Every inch of the 500,000 square feet of display space in the Moscone Center was consumed by the 420 companies hawking their wares.
As has been the case for the past two years, Internet services and computer companies took up much of the floor space. Also on display was equipment, everything from giant hoists for service bays to the tiniest gadgets for repair jobs. A number of booths offered a wide array of products and services to build showroom traffic and ultimately boost dealership sales and profitability.
1 Zachary Mansfield, son of Tom Mansfield of Mansfield Chevrolet in Russellville, Ky., tests an activity center by Koala Corp. of Denver. Best known for its diaper-changing tables in public rest rooms, Koala also offers indoor and outdoor activity centers for dealerships. Other companies also displayed activity centers and video games to entertain children while their parents shop at dealerships.

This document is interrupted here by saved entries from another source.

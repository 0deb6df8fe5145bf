use crate::library::Track;

/// A persistent "now playing" indicator.
///
/// `show` is called the first time a track enters Playing, `update` on every
/// later track change; the surface stays up across pause/resume until
/// `dismiss`.
pub trait StatusSurface {
    fn show(&mut self, track: &Track);

    fn update(&mut self, track: &Track);

    fn set_paused(&mut self, paused: bool);

    fn dismiss(&mut self);
}
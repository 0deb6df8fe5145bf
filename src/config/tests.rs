use super::load::{default_config_path, resolve_config_path};
use super::schema::*;
use std::sync::{Mutex, OnceLock};

static ENV_LOCK: OnceLock<Mutex<()>> = OnceLock::new();

fn env_lock() -> std::sync::MutexGuard<'static, ()> {
    ENV_LOCK
        .get_or_init(|| Mutex::new(()))
        .lock()
        .unwrap_or_else(|e| e.into_inner())
}

struct EnvGuard {
    key: &'static str,
    old: Option<std::ffi::OsString>,
}

impl EnvGuard {
    fn set(key: &'static str, val: &str) -> Self {
        let old = std::env::var_os(key);
        unsafe {
            std::env::set_var(key, val);
        }
        Self { key, old }
    }

    fn remove(key: &'static str) -> Self {
        let old = std::env::var_os(key);
        unsafe {
            std::env::remove_var(key);
        }
        Self { key, old }
    }
}

impl Drop for EnvGuard {
    fn drop(&mut self) {
        match self.old.take() {
            Some(v) => unsafe {
                std::env::set_var(self.key, v);
            },
            None => unsafe {
                std::env::remove_var(self.key);
            },
        }
    }
}

#[test]
fn resolve_config_path_prefers_encore_config_path() {
    let _lock = env_lock();
    let _g1 = EnvGuard::set("ENCORE_CONFIG_PATH", "/tmp/encore-test-config.toml");
    assert_eq!(
        resolve_config_path().unwrap(),
        std::path::PathBuf::from("/tmp/encore-test-config.toml")
    );
}

#[test]
fn default_config_path_prefers_xdg_config_home() {
    let _lock = env_lock();
    let _g1 = EnvGuard::set("XDG_CONFIG_HOME", "/tmp/xdg-config-home");
    let _g2 = EnvGuard::set("HOME", "/tmp/home-should-not-win");

    let p = default_config_path().unwrap();
    assert_eq!(
        p,
        std::path::PathBuf::from("/tmp/xdg-config-home")
            .join("encore")
            .join("config.toml")
    );
}

#[test]
fn default_config_path_falls_back_to_home_dot_config() {
    let _lock = env_lock();
    let _g1 = EnvGuard::remove("XDG_CONFIG_HOME");
    let _g2 = EnvGuard::set("HOME", "/tmp/home-dir");

    let p = default_config_path().unwrap();
    assert_eq!(
        p,
        std::path::PathBuf::from("/tmp/home-dir")
            .join(".config")
            .join("encore")
            .join("config.toml")
    );
}

#[test]
fn settings_load_from_config_file() {
    let _lock = env_lock();

    let dir = tempfile::tempdir().unwrap();
    let cfg_path = dir.path().join("config.toml");
    std::fs::write(
        &cfg_path,
        r#"
[audio]
quit_fade_out_ms = 123

[playback]
error_skip_limit = 4

[controls]
scrub_seconds = 9

[ui]
header_text = "hello"
progress_poll_ms = 250
track_fields = ["title", "file"]
track_separator = " • "

[library]
extensions = ["mp3"]
recursive = false
include_hidden = false
follow_links = false
min_duration_ms = 0
unknown_artist = "???"

[logging]
file = "/tmp/encore.log"
"#,
    )
    .unwrap();

    let _g1 = EnvGuard::set("ENCORE_CONFIG_PATH", cfg_path.to_str().unwrap());
    let _g2 = EnvGuard::remove("ENCORE__AUDIO__QUIT_FADE_OUT_MS");

    let s = Settings::load().unwrap();
    assert_eq!(s.audio.quit_fade_out_ms, 123);
    assert_eq!(s.playback.error_skip_limit, 4);
    assert_eq!(s.controls.scrub_seconds, 9);
    assert_eq!(s.ui.header_text, "hello");
    assert_eq!(s.ui.progress_poll_ms, 250);
    assert_eq!(
        s.ui.track_fields,
        vec![TrackDisplayField::Title, TrackDisplayField::Filename]
    );
    assert_eq!(s.ui.track_separator, " • ");
    assert_eq!(s.library.extensions, vec!["mp3".to_string()]);
    assert!(!s.library.recursive);
    assert!(!s.library.include_hidden);
    assert!(!s.library.follow_links);
    assert_eq!(s.library.min_duration_ms, 0);
    assert_eq!(s.library.unknown_artist, "???");
    assert_eq!(
        s.logging.file.as_deref(),
        Some(std::path::Path::new("/tmp/encore.log"))
    );
    assert!(s.validate().is_ok());
}

#[test]
fn settings_env_overrides_config_file() {
    let _lock = env_lock();

    let dir = tempfile::tempdir().unwrap();
    let cfg_path = dir.path().join("config.toml");
    std::fs::write(
        &cfg_path,
        r#"
[audio]
quit_fade_out_ms = 250
"#,
    )
    .unwrap();

    let _g1 = EnvGuard::set("ENCORE__AUDIO__QUIT_FADE_OUT_MS", "0");

    let s = Settings::load_from(Some(&cfg_path)).unwrap();
    assert_eq!(s.audio.quit_fade_out_ms, 0);
}

#[test]
fn missing_default_config_file_yields_defaults() {
    let _lock = env_lock();
    let dir = tempfile::tempdir().unwrap();
    let absent = dir.path().join("absent.toml");
    let _g = EnvGuard::set("ENCORE_CONFIG_PATH", absent.to_str().unwrap());

    let s = Settings::load().unwrap();
    assert_eq!(s.ui.progress_poll_ms, 1000);
    assert_eq!(s.playback.error_skip_limit, 0);
    assert_eq!(s.library.min_duration_ms, 10_000);
}

#[test]
fn missing_explicit_config_file_is_an_error() {
    let _lock = env_lock();
    let dir = tempfile::tempdir().unwrap();

    assert!(Settings::load_from(Some(&dir.path().join("absent.toml"))).is_err());
}

#[test]
fn validate_rejects_fast_polling_and_zero_scrub() {
    let mut s = Settings::default();
    s.ui.progress_poll_ms = 10;
    assert!(s.validate().is_err());

    let mut s = Settings::default();
    s.controls.scrub_seconds = 0;
    assert!(s.validate().is_err());
}

#[test]
fn effective_settings_render_as_toml() {
    let rendered = Settings::default().to_toml().unwrap();
    assert!(rendered.contains("[playback]"));
    assert!(rendered.contains("progress_poll_ms = 1000"));
    assert!(rendered.contains("track_fields = [\"artist\", \"title\"]"));
}
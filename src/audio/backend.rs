use std::path::Path;

use super::types::{BackendError, RequestToken};

/// A decoder/renderer that holds exactly one source at a time.
///
/// `prepare_async` must not block: the outcome is reported later as a
/// [`BackendEvent`](super::BackendEvent) carrying the same token, through the
/// channel the backend was constructed with. `Completed` and `Error` events
/// for a running source carry the token it was prepared with as well.
pub trait MediaBackend {
    /// Drop whatever source is loaded, prepared or playing.
    fn reset(&mut self);

    /// Remember `source` as the locator for the next `prepare_async`.
    fn bind_source(&mut self, source: &Path) -> Result<(), BackendError>;

    fn prepare_async(&mut self, token: RequestToken);

    fn start(&mut self);

    fn pause(&mut self);

    fn seek_to(&mut self, position_ms: u64);

    fn position_ms(&self) -> u64;

    /// Length of the bound source, `0` when unknown.
    fn duration_ms(&self) -> u64;

    fn is_playing(&self) -> bool;

    /// Release the backend for good. Called once at teardown.
    fn release(&mut self) {
        self.reset();
    }
}
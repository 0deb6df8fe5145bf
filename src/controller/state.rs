//! Controller state and playlist navigation arithmetic.

/// Where the controller is in the load/prepare/play protocol.
#[derive(Copy, Clone, Debug, Default, PartialEq, Eq)]
pub enum PlayerState {
    /// Nothing bound to the backend.
    #[default]
    Idle,
    /// A source is bound and preparing; audio has not started.
    Loading,
    Playing,
    Paused,
}

impl PlayerState {
    /// Whether a source is bound in this state.
    pub fn is_bound(self) -> bool {
        !matches!(self, Self::Idle)
    }

    pub fn label(self) -> &'static str {
        match self {
            Self::Idle => "Stopped",
            Self::Loading => "Loading",
            Self::Playing => "Playing",
            Self::Paused => "Paused",
        }
    }
}

/// Index after `current` in a playlist of `len`, wrapping to the start.
///
/// With nothing selected this is the first track.
pub(crate) fn next_index(current: Option<usize>, len: usize) -> Option<usize> {
    if len == 0 {
        return None;
    }
    Some(match current {
        Some(i) => (i + 1) % len,
        None => 0,
    })
}

/// Index before `current` in a playlist of `len`, wrapping to the end.
///
/// With nothing selected this is the last track.
pub(crate) fn prev_index(current: Option<usize>, len: usize) -> Option<usize> {
    if len == 0 {
        return None;
    }
    Some(match current {
        Some(0) | None => len - 1,
        // A stale index from a longer playlist still lands inside this one.
        Some(i) => (i - 1) % len,
    })
}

2 They weren't available for sale, but the giant, flat Sony screens used by Manheim Auctions of Atlanta to demonstrate its computer programs grabbed the attention of passers-by. Brian Stanley, left, technology manager for Manheim's Atlanta auction, demonstrates the Manheim-ADP autoconnect.com Internet service to Dave Baker of Dave Baker Motor Mall in Grand Rapids, Mich.
3 A first-time exhibitor, Scott T8olson, CEO of Cruisers Manufacturing Inc. of Shelton, Wash., showcases his 58-pound folding motorcycle. Tolson signed up dealers at the convention. He sees the motorcycles, powered by a small gasoline engines, as accessories to sport-utilities, trucks, motor homes, boats and airplanes. Former Chrysler Corp. Chairman Lee Iacocca, who also was at the convention, sees similar opportunities for his EV Global Motors Co., a Los Angeles company that sells battery-powered bikes.
4 Roland Au, president of Summerfield Foods Inc. in Santa Rosa, Calif., served tasty Jeep Wranglers, Chevrolet Corvettes and Ford Thunderbirds all day long. The company's latest model is an assortment of its no-preservative cookies shaped into Chevrolet cars.
5 Olaf Stanton of Characters Unlimited Inc. in Boulder City, Nev., guided Steve Cox of Cox Chevrolet in Bradenton, Fla., and his wife, Judy, through their final selections on the animated character they purchased at the convention. The company's talking characters, which included cowboys, pirates and even Merlin the Magician, drew constant crowds.